1956 United States presidential election in Vermont
| Party |  | Candidate | Votes | Percentage | Electoral votes |
|  | Republican | Dwight D. Eisenhower (incumbent) | 110,390 | 72.16% | 3 |
|  | Democratic | Adlai Stevenson | 42,549 | 27.81% | 0 |
|  | No party | Write-ins | 39 | 0.03% | 0 |
| Totals |  |  | 152,978 | 100.00% | 3 |

===Results by county===

| County | Dwight D. Eisenhower Republican |  | Adlai Stevenson Democratic |  | Various candidates Write-ins |  | Margin |  | Total votes cast |
| # | % | # | % | # | % | # | % |
| Addison | 5,990 | 78.22% | 1,668 | 21.78% |  |  | 4,322 | 56.44% | 7,658 |
| Bennington | 8,434 | 75.59% | 2,719 | 24.37% | 4 | 0.04% | 5,715 | 51.22% | 11,157 |
| Caledonia | 7,560 | 81.26% | 1,744 | 18.74% |  |  | 5,816 | 62.52% | 9,304 |
| Chittenden | 14,108 | 57.39% | 10,474 | 42.61% |  |  | 3,634 | 14.78% | 24,582 |
| Essex | 1,714 | 70.42% | 719 | 29.54% | 1 | 0.04% | 995 | 40.88% | 2,434 |
| Franklin | 7,125 | 59.55% | 4,840 | 40.45% |  |  | 2,285 | 19.10% | 11,965 |
| Grand Isle | 978 | 61.82% | 604 | 38.18% |  |  | 374 | 23.64% | 1,582 |
| Lamoille | 3,464 | 83.63% | 678 | 16.37% |  |  | 2,786 | 67.26% | 4,142 |
| Orange | 5,616 | 83.95% | 1,072 | 16.02% | 2 | 0.03% | 4,544 | 67.93% | 6,690 |
| Orleans | 5,344 | 72.26% | 2,052 | 27.74% |  |  | 3,292 | 44.52% | 7,396 |
| Rutland | 14,570 | 73.83% | 5,165 | 26.17% |  |  | 9,405 | 47.66% | 19,735 |
| Washington | 11,351 | 71.50% | 4,520 | 28.47% | 5 | 0.03% | 6,831 | 43.03% | 15,876 |
| Windham | 9,979 | 79.99% | 2,474 | 19.83% | 22 | 0.18% | 7,505 | 60.16% | 12,475 |
| Windsor | 14,157 | 78.73% | 3,820 | 21.24% | 5 | 0.03% | 10,337 | 57.49% | 17,982 |
| Totals | 110,390 | 72.16% | 42,549 | 27.81% | 39 | 0.03% | 67,841 | 44.35% | 152,978 |

==Analysis==
Eisenhower swept every county in Vermont, breaking 70% in 11 of the 14 counties. The three northwestern counties of Vermont had long been Democratic enclaves in an otherwise Republican state through the 1930s and 1940s, but Eisenhower won them back for the GOP in both 1952 and 1956, in the latter case even breaking 60% in Grand Isle County. The region still remained the most Democratic in the state, as Eisenhower received less than 60% of the vote in Chittenden County and Franklin County, while every county outside the northwest broke seventy percent for Eisenhower. In three counties Eisenhower even broke eighty percent of the vote, which, as of 2024, no other candidate has managed to do since. No presidential candidate since has surpassed Eisenhower's 72.16% vote share or his 44.35% margin of victory, as by the late 1950s cracks were already beginning to form in the Republican stranglehold on Vermont, and the GOP shifted toward an increasingly Southern and conservative party beginning in the 1960s.

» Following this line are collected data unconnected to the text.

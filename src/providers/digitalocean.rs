// SPDX-License-Identifier: MIT

//! DigitalOcean backend: JSON over HTTPS, bearer-token authentication.

use std::time::Duration;

use async_trait::async_trait;
use serde::{Deserialize, Serialize};
use uuid::Uuid;

use crate::constants::DEFAULT_PROVIDER_CACHE_REFRESH_SECS;
use crate::errors::{CoreResult, ProviderError};
use crate::model::{DesiredRecord, ProviderRecord, RecordType};

use super::{classify_http_error, Provider, RecordCache};

const API_BASE: &str = "https://api.digitalocean.com/v2";

#[derive(Debug, Serialize)]
struct RecordRequest<'a> {
    #[serde(rename = "type")]
    record_type: &'a str,
    name: &'a str,
    data: &'a str,
    ttl: u32,
    #[serde(skip_serializing_if = "Option::is_none")]
    priority: Option<u32>,
    #[serde(skip_serializing_if = "Option::is_none")]
    weight: Option<u32>,
    #[serde(skip_serializing_if = "Option::is_none")]
    port: Option<u32>,
    #[serde(skip_serializing_if = "Option::is_none")]
    flags: Option<u32>,
    #[serde(skip_serializing_if = "Option::is_none")]
    tag: Option<String>,
}

#[derive(Debug, Deserialize)]
struct DoRecord {
    id: u64,
    #[serde(rename = "type")]
    record_type: String,
    name: String,
    data: String,
    ttl: u32,
    #[serde(default)]
    priority: Option<u32>,
    #[serde(default)]
    weight: Option<u32>,
    #[serde(default)]
    port: Option<u32>,
    #[serde(default)]
    flags: Option<u32>,
    #[serde(default)]
    tag: Option<String>,
}

impl DoRecord {
    fn into_provider_record(self, zone: &str) -> Option<ProviderRecord> {
        let record_type: RecordType = self.record_type.parse().ok()?;
        let name = if self.name == "@" {
            zone.to_string()
        } else {
            format!("{}.{zone}", self.name)
        };
        let desired = DesiredRecord {
            record_type,
            name,
            content: self.data,
            ttl: self.ttl,
            proxied: None,
            priority: self.priority,
            weight: self.weight,
            port: self.port,
            flags: self.flags,
            tag: self.tag,
        };
        Some(ProviderRecord {
            fingerprint: desired.fingerprint(),
            external_id: self.id.to_string(),
            desired,
        })
    }
}

#[derive(Debug, Deserialize)]
struct RecordsEnvelope {
    #[serde(default)]
    domain_record: Option<DoRecord>,
    #[serde(default)]
    domain_records: Option<Vec<DoRecord>>,
    #[serde(default)]
    message: Option<String>,
}

pub struct DigitalOceanProvider {
    id: Uuid,
    zone: String,
    api_token: String,
    client: reqwest::Client,
    cache: RecordCache,
}

impl DigitalOceanProvider {
    pub fn new(id: Uuid, zone: String, api_token: String, client: reqwest::Client) -> Self {
        Self {
            id,
            zone,
            api_token,
            client,
            cache: RecordCache::new(Duration::from_secs(DEFAULT_PROVIDER_CACHE_REFRESH_SECS)),
        }
    }

    /// Relativizes a fully qualified name to the record-name shape
    /// DigitalOcean expects (`@` for the apex, otherwise the left-hand
    /// label(s)).
    fn relative_name<'a>(&self, fqdn: &'a str) -> std::borrow::Cow<'a, str> {
        if fqdn == self.zone {
            std::borrow::Cow::Borrowed("@")
        } else if let Some(prefix) = fqdn.strip_suffix(&format!(".{}", self.zone)) {
            std::borrow::Cow::Borrowed(prefix)
        } else {
            std::borrow::Cow::Borrowed(fqdn)
        }
    }
}

#[async_trait]
impl Provider for DigitalOceanProvider {
    fn id(&self) -> Uuid {
        self.id
    }

    fn zone(&self) -> &str {
        &self.zone
    }

    fn cache(&self) -> &RecordCache {
        &self.cache
    }

    async fn list_records(&self) -> CoreResult<Vec<ProviderRecord>> {
        let url = format!("{API_BASE}/domains/{}/records?per_page=200", self.zone);
        let response = self
            .client
            .get(url)
            .bearer_auth(&self.api_token)
            .send()
            .await
            .map_err(ProviderError::Http)?;
        let status = response.status();
        let body: RecordsEnvelope = response.json().await.map_err(ProviderError::Http)?;
        if !status.is_success() {
            return Err(classify_http_error(status, body.message.unwrap_or_default()).into());
        }
        Ok(body
            .domain_records
            .unwrap_or_default()
            .into_iter()
            .filter_map(|r| r.into_provider_record(&self.zone))
            .collect())
    }

    async fn create_record(&self, desired: &DesiredRecord) -> CoreResult<ProviderRecord> {
        let url = format!("{API_BASE}/domains/{}/records", self.zone);
        let name = self.relative_name(&desired.name);
        let payload = RecordRequest {
            record_type: &desired.record_type.to_string(),
            name: &name,
            data: &desired.content,
            ttl: desired.ttl,
            priority: desired.priority,
            weight: desired.weight,
            port: desired.port,
            flags: desired.flags,
            tag: desired.tag.clone(),
        };
        let response = self
            .client
            .post(url)
            .bearer_auth(&self.api_token)
            .json(&payload)
            .send()
            .await
            .map_err(ProviderError::Http)?;
        let status = response.status();
        let body: RecordsEnvelope = response.json().await.map_err(ProviderError::Http)?;
        if !status.is_success() {
            return Err(classify_http_error(status, body.message.unwrap_or_default()).into());
        }
        body.domain_record
            .and_then(|r| r.into_provider_record(&self.zone))
            .ok_or_else(|| ProviderError::NetworkFailed("empty create response".into()).into())
    }

    async fn update_record(
        &self,
        external_id: &str,
        desired: &DesiredRecord,
    ) -> CoreResult<ProviderRecord> {
        let url = format!("{API_BASE}/domains/{}/records/{external_id}", self.zone);
        let name = self.relative_name(&desired.name);
        let payload = RecordRequest {
            record_type: &desired.record_type.to_string(),
            name: &name,
            data: &desired.content,
            ttl: desired.ttl,
            priority: desired.priority,
            weight: desired.weight,
            port: desired.port,
            flags: desired.flags,
            tag: desired.tag.clone(),
        };
        let response = self
            .client
            .put(url)
            .bearer_auth(&self.api_token)
            .json(&payload)
            .send()
            .await
            .map_err(ProviderError::Http)?;
        let status = response.status();
        let body: RecordsEnvelope = response.json().await.map_err(ProviderError::Http)?;
        if !status.is_success() {
            return Err(classify_http_error(status, body.message.unwrap_or_default()).into());
        }
        body.domain_record
            .and_then(|r| r.into_provider_record(&self.zone))
            .ok_or_else(|| ProviderError::NetworkFailed("empty update response".into()).into())
    }

    async fn delete_record(&self, external_id: &str) -> CoreResult<()> {
        let url = format!("{API_BASE}/domains/{}/records/{external_id}", self.zone);
        let response = self
            .client
            .delete(url)
            .bearer_auth(&self.api_token)
            .send()
            .await
            .map_err(ProviderError::Http)?;
        let status = response.status();
        if status == reqwest::StatusCode::NOT_FOUND {
            return Ok(());
        }
        if !status.is_success() {
            return Err(classify_http_error(status, "delete failed".to_string()).into());
        }
        Ok(())
    }
}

Even as Eisenhower won a decisive re-election landslide nationally, Vermont weighed in as a whopping 29% more Republican than the national average, making Vermont the most Republican state in the union in the 1956 election. While Vermont had been the most Republican state in the nation in many elections prior to 1956, this would prove the last election when Vermont would hold that title.

This would be the last time Vermont was the strongest state for either party until 64 years later, in 2020, when it was Democratic candidate Joe Biden's strongest state, demonstrating the completion of Vermont's trend towards the Democrats.